Now that we finished the first two chapters of Fathers. we can pause and briefly review. We saw how the initial several mishnas of the first chapters reflected the ongoing search for how to re-establish religious life after the destruction of the First Temple and the Return, proceeding from the utopian theocratic vision of Shimon Hatsadik through its dissolution under the venal and unprincipled rule of later Hasmonaim and Herod. It was not until Hillel enshrined the developing understanding that Judaism will survive not as a religion of the nation and not even as a religion of isolated fellowships and groups but as a religion of the individuals banding together, that its survival became assured. From Hillel on, this was the inspiration that motivated religious teachers.
From Hillel, the course of knowledge flowed in two parallel but distinct traditions. The first one was through HIllel's descendants, the chain of Nesiim (Princes) and the other through his students to R. Yochanan ben Zakkai and his 5 pupils. The second chapter completed these chains of transmission, except that it also incorporated R. Tarfon , who was a part of an independent and unrelated school but whose recorded teaching modified and argued with R. Eliezer, a student of Hillel. Now, in the third chapter, we continue the record of individuals who perpetuated other strands of Masora.
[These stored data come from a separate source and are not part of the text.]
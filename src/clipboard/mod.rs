//! Clipboard support for finished bookmarklets.
//!
//! Hands the `javascript:` URL to the first installed system clipboard
//! tool (pbcopy on macOS, wl-copy/xclip/xsel on Linux, clip on Windows).
//!
//! # Example
//!
//! ```ignore
//! use minifylet::clipboard::copy_text_to_clipboard;
//!
//! let result = copy_text_to_clipboard("javascript:alert(1)")?;
//! println!("{}", result.message());
//! ```

pub mod copy;
mod error;
mod result;
pub mod tool;
pub mod tools;

pub use error::ClipboardError;
pub use result::{CopyMethod, CopyResult};

use copy::Copy;

/// Copy text to the system clipboard.
///
/// # Errors
/// - `ClipboardError::NoToolAvailable` - no clipboard tool found or every tool failed
/// - `ClipboardError::UnsupportedPlatform` - no tools exist for this OS
pub fn copy_text_to_clipboard(text: &str) -> Result<CopyResult, ClipboardError> {
    Copy::new().text(text)
}
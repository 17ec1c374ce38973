//! Percent-encoding for the body of a `javascript:` URL.

use super::{Encoded, Wrapped};

/// Printable ASCII characters that still have to be escaped.
///
/// `%` starts an escape, `#` starts a fragment, and `"`, `<`, `>` and the
/// backtick break out of an HTML `href` attribute or are rewritten by
/// browsers when the link is dragged.
const RESERVED: &[char] = &['%', '#', '"', '<', '>', '`'];

/// Whether `c` can appear raw in a bookmarklet URL.
///
/// Every other printable ASCII character is left alone, JavaScript
/// punctuation included, to keep the link short.
pub fn is_url_safe(c: char) -> bool {
    c.is_ascii_graphic() && !RESERVED.contains(&c)
}

/// Percent-encode the characters that are unsafe in a `javascript:` URL.
///
/// Unsafe characters are written as `%XX` with uppercase hex digits, one
/// escape per UTF-8 byte. Space, control characters and all non-ASCII
/// characters are unsafe. Encoding the output a second time is not supported.
pub fn encode(code: &Wrapped) -> Encoded {
    let text = code.as_str();
    let mut encoded = String::with_capacity(text.len());
    let mut buf = [0u8; 4];

    for c in text.chars() {
        if is_url_safe(c) {
            encoded.push(c);
        } else {
            for byte in c.encode_utf8(&mut buf).as_bytes() {
                encoded.push_str(&format!("%{:02X}", byte));
            }
        }
    }

    Encoded(encoded)
}
//! Integration tests for the pipeline orchestrator.

use std::sync::atomic::{AtomicUsize, Ordering};
use std::sync::Arc;

use super::helpers::load_fixture;
use minifylet::config::ValidatorConfig;
use minifylet::pipeline::{self, Pipeline, PipelineError, PipelineOptions};
use minifylet::validate::{NodeValidator, ValidationError, Validator};

/// A validator that always gives the same answer and counts its calls.
struct MockValidator {
    available: bool,
    reject_with: Option<String>,
    calls: Arc<AtomicUsize>,
}

impl MockValidator {
    fn accepting() -> Self {
        Self {
            available: true,
            reject_with: None,
            calls: Arc::new(AtomicUsize::new(0)),
        }
    }

    fn rejecting(diagnostic: &str) -> Self {
        Self {
            reject_with: Some(diagnostic.to_string()),
            ..Self::accepting()
        }
    }

    fn missing() -> Self {
        Self {
            available: false,
            ..Self::accepting()
        }
    }

    fn counter(&self) -> Arc<AtomicUsize> {
        Arc::clone(&self.calls)
    }
}

impl Validator for MockValidator {
    fn name(&self) -> &str {
        "mock-node"
    }

    fn is_available(&self) -> bool {
        self.available
    }

    fn check(&self, _code: &str) -> Result<(), ValidationError> {
        self.calls.fetch_add(1, Ordering::SeqCst);
        if !self.available {
            return Err(ValidationError::Unavailable {
                command: self.name().to_string(),
            });
        }
        match &self.reject_with {
            Some(diagnostic) => Err(ValidationError::Rejected {
                diagnostic: diagnostic.clone(),
            }),
            None => Ok(()),
        }
    }
}

fn options(wrap: bool, check: bool, strict: bool) -> PipelineOptions {
    PipelineOptions {
        wrap,
        check,
        strict,
    }
}

#[test]
fn accepted_fixture_produces_url() {
    let validator = MockValidator::accepting();
    let calls = validator.counter();
    let pipeline = Pipeline::with_validator(options(false, true, false), Box::new(validator));

    let output = pipeline.run(&load_fixture("word_count.js")).unwrap();
    assert!(output.warnings.is_empty());
    assert!(output.url().starts_with("javascript:var%20text=String("));
    assert_eq!(calls.load(Ordering::SeqCst), 1);
}

#[test]
fn rejection_carries_validator_and_diagnostic() {
    let pipeline = Pipeline::with_validator(
        PipelineOptions::default(),
        Box::new(MockValidator::rejecting("SyntaxError: missing ) after argument list")),
    );

    match pipeline.run("alert(1)") {
        Err(PipelineError::Validation {
            validator,
            diagnostic,
        }) => {
            assert_eq!(validator, "mock-node");
            assert!(diagnostic.contains("missing )"));
        }
        other => panic!("expected validation error, got {:?}", other.map(|o| o.url())),
    }
}

#[test]
fn missing_validator_is_skipped_by_default() {
    let pipeline =
        Pipeline::with_validator(PipelineOptions::default(), Box::new(MockValidator::missing()));
    let output = pipeline.run("alert(1)").unwrap();
    assert_eq!(output.url(), "javascript:void((function(){alert(1)})())");
    assert_eq!(
        output.warnings,
        vec!["mock-node is not installed. Skipping syntax check.".to_string()]
    );
}

#[test]
fn missing_validator_fails_in_strict_mode() {
    let pipeline = Pipeline::with_validator(
        options(true, true, true),
        Box::new(MockValidator::missing()),
    );
    let err = pipeline.run("alert(1)").unwrap_err();
    assert!(matches!(err, PipelineError::ValidatorUnavailable { .. }));
    assert!(err.to_string().contains("--no-check-js"));
}

#[test]
fn malformed_source_never_reaches_validator() {
    let validator = MockValidator::accepting();
    let calls = validator.counter();
    let pipeline = Pipeline::with_validator(PipelineOptions::default(), Box::new(validator));

    let err = pipeline.run(&load_fixture("unterminated_string.js")).unwrap_err();
    assert_eq!(err.kind(), "malformed-source");
    assert_eq!(calls.load(Ordering::SeqCst), 0);
}

#[test]
fn one_shot_run_matches_pipeline() {
    let encoded = pipeline::run(&load_fixture("word_count.js"), false, false).unwrap();
    let expected = Pipeline::with_validator(
        options(false, false, false),
        Box::new(MockValidator::accepting()),
    )
    .run(&load_fixture("word_count.js"))
    .unwrap();
    assert_eq!(encoded, expected.encoded);
}

#[test]
fn unknown_runtime_is_unavailable() {
    let config = ValidatorConfig {
        command: "minifylet-test-no-such-runtime".to_string(),
        ..ValidatorConfig::default()
    };
    let pipeline = Pipeline::with_validator(
        options(true, true, true),
        Box::new(NodeValidator::from_config(&config)),
    );
    let err = pipeline.run("alert(1)").unwrap_err();
    assert!(matches!(
        err,
        PipelineError::ValidatorUnavailable { validator } if validator == "minifylet-test-no-such-runtime"
    ));
}

#[cfg(unix)]
mod shell_runtime {
    use super::*;

    /// A stand-in runtime: `sh -c <script> sh <file>`, so `$1` is the file.
    fn shell_validator(script: &str, timeout_secs: u64) -> Box<dyn Validator> {
        let config = ValidatorConfig {
            command: "sh".to_string(),
            args: vec!["-c".to_string(), script.to_string(), "sh".to_string()],
            timeout_secs,
        };
        Box::new(NodeValidator::from_config(&config))
    }

    #[test]
    fn runtime_receives_readable_code() {
        // Fails unless the file holds the unencoded, wrapped code
        let script = r#"grep -qF "void((function(){alert('a b')})())" "$1""#;
        let pipeline =
            Pipeline::with_validator(PipelineOptions::default(), shell_validator(script, 10));
        let output = pipeline.run("alert( 'a b' )").unwrap();
        assert_eq!(
            output.url(),
            "javascript:void((function(){alert('a%20b')})())"
        );
    }

    #[test]
    fn runtime_stderr_becomes_diagnostic() {
        let script = r#"echo "$1:1 SyntaxError: Unexpected token" >&2; exit 1"#;
        let pipeline =
            Pipeline::with_validator(PipelineOptions::default(), shell_validator(script, 10));
        match pipeline.run("alert(1)").unwrap_err() {
            PipelineError::Validation { diagnostic, .. } => {
                assert_eq!(diagnostic, "<bookmarklet>:1 SyntaxError: Unexpected token");
            }
            other => panic!("unexpected error: {}", other),
        }
    }

    #[test]
    fn long_diagnostic_is_rejection_not_timeout() {
        let script = r#"head -c 200000 /dev/zero | tr '\0' x >&2; exit 1"#;
        let pipeline =
            Pipeline::with_validator(PipelineOptions::default(), shell_validator(script, 3));
        match pipeline.run("alert(1)").unwrap_err() {
            PipelineError::Validation { diagnostic, .. } => {
                assert_eq!(diagnostic.len(), 200_000);
            }
            other => panic!("unexpected error: {}", other),
        }
    }

    #[test]
    fn slow_runtime_times_out() {
        let pipeline =
            Pipeline::with_validator(PipelineOptions::default(), shell_validator("sleep 5", 1));
        let err = pipeline.run("alert(1)").unwrap_err();
        assert!(matches!(err, PipelineError::ValidatorFailed { .. }));
        assert!(err.to_string().contains("timed out"));
    }
}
"Akavia ben (son of) Mehalalel said, consider three things and you will not come to sin. Know from where you have come, to where you are heading, and before Whom you will give justification and accounting. From where have you come: from a putrid drop (of semen); to where are you heading: to a place of dirt, worms and maggots; and before Whom will you give justification and accounting: before the King of kings, the Holy One blessed be He."
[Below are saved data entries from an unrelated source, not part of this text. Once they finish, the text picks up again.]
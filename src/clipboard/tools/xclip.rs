//! Linux xclip clipboard tool.

use crate::clipboard::result::CopyMethod;
use crate::clipboard::tool::{pipe_to_command, CopyTool, CopyToolError};
use crate::validate::process::command_exists;

/// Linux X11 clipboard tool using xclip.
pub struct Xclip;

impl Xclip {
    /// Create a new Xclip tool.
    pub fn new() -> Self {
        Self
    }
}

impl CopyTool for Xclip {
    fn method(&self) -> CopyMethod {
        CopyMethod::Xclip
    }

    fn is_available(&self) -> bool {
        cfg!(target_os = "linux") && command_exists("xclip")
    }

    fn try_copy_text(&self, text: &str) -> Result<(), CopyToolError> {
        pipe_to_command("xclip", &["-selection", "clipboard"], text)
    }
}

impl Default for Xclip {
    fn default() -> Self {
        Self::new()
    }
}
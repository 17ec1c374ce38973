//! minifylet - CLI entry point

mod commands;

use anyhow::Result;
use clap::Parser;

use minifylet::cli::Cli;

fn main() -> Result<()> {
    let cli = Cli::parse();
    minifylet::logging::init(cli.verbose);
    commands::minify::handle(&cli)
}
Akaviah ben Mehalel is an interesting Tanna. There are many echoes and parallels to Hillel. Not only does he appear to have been a student of Shamaya and Avtalyon like Hillel (Seder Tannaim v'AMoraim based on Brochos 19a), but even his name, Mehalel, recalls HIllel's name. At the same time, his name suggests his outsider status- literally, it means "He who was at the side". He appears to have somewhat discounted Shamaya and Avtalion and had been their school's rival, for which he may have been excommunicated.
We don'tknow much about him, but what we do know, suggests that he was independently minded and did not commit to any particular school.While discussing whether a female convert drinks Sotah water, Akaviah dismissed the testimony that Shamaya and Avtalyon gave such waters to a convert to drink by saying , "Dugma hishkuha(To one like themselves they gave to drink). This ascription of partiality to the revered Shamaya and Avtalyon led to the sentence of nidduy(excommunication). Before his death, Akaviah admonished his son to submit to the views of the majority, even in the cases where he himself had shown persistent opposition. His son expressing surprise at so apparent an inconsistency, the dying sage replied: "I have received my tradition from a majority of scholars, and so I was bound to conform to the tradition I had received; and so are they bound by their tradition. But you heard the traditions both from myself and from my opponents; from a minority and from a majority, and it is proper for you to reject the opinions of the individual and adopt the views of the majority". Here we see that his chain of transmission was not the same as that of the majority of the rabbis of his later years.
Another characteristic trait of Akavia was the great stress he laid on personal merit. When, on his deathbed, he was requested by his son to recommend him to the sages, he declined to do so. His son inquired whether his father had discovered in him any trait which rendered him unworthy of such recommendation; and 'Akabia's reply was, "No! but your own deeds will make thee welcome, or thine own deeds will make thee be distanced".(Edyuos 5:6-7)
It is not surprising then that Akaviah's version of the three things that protect from sin is quite different from that of Rebbi. Rebbi said in the beginning of chapter 2 of Avos: "Consider three tings and you will not come to sin: The Eye that sees, the Ear that hears and all your actions are written in the book".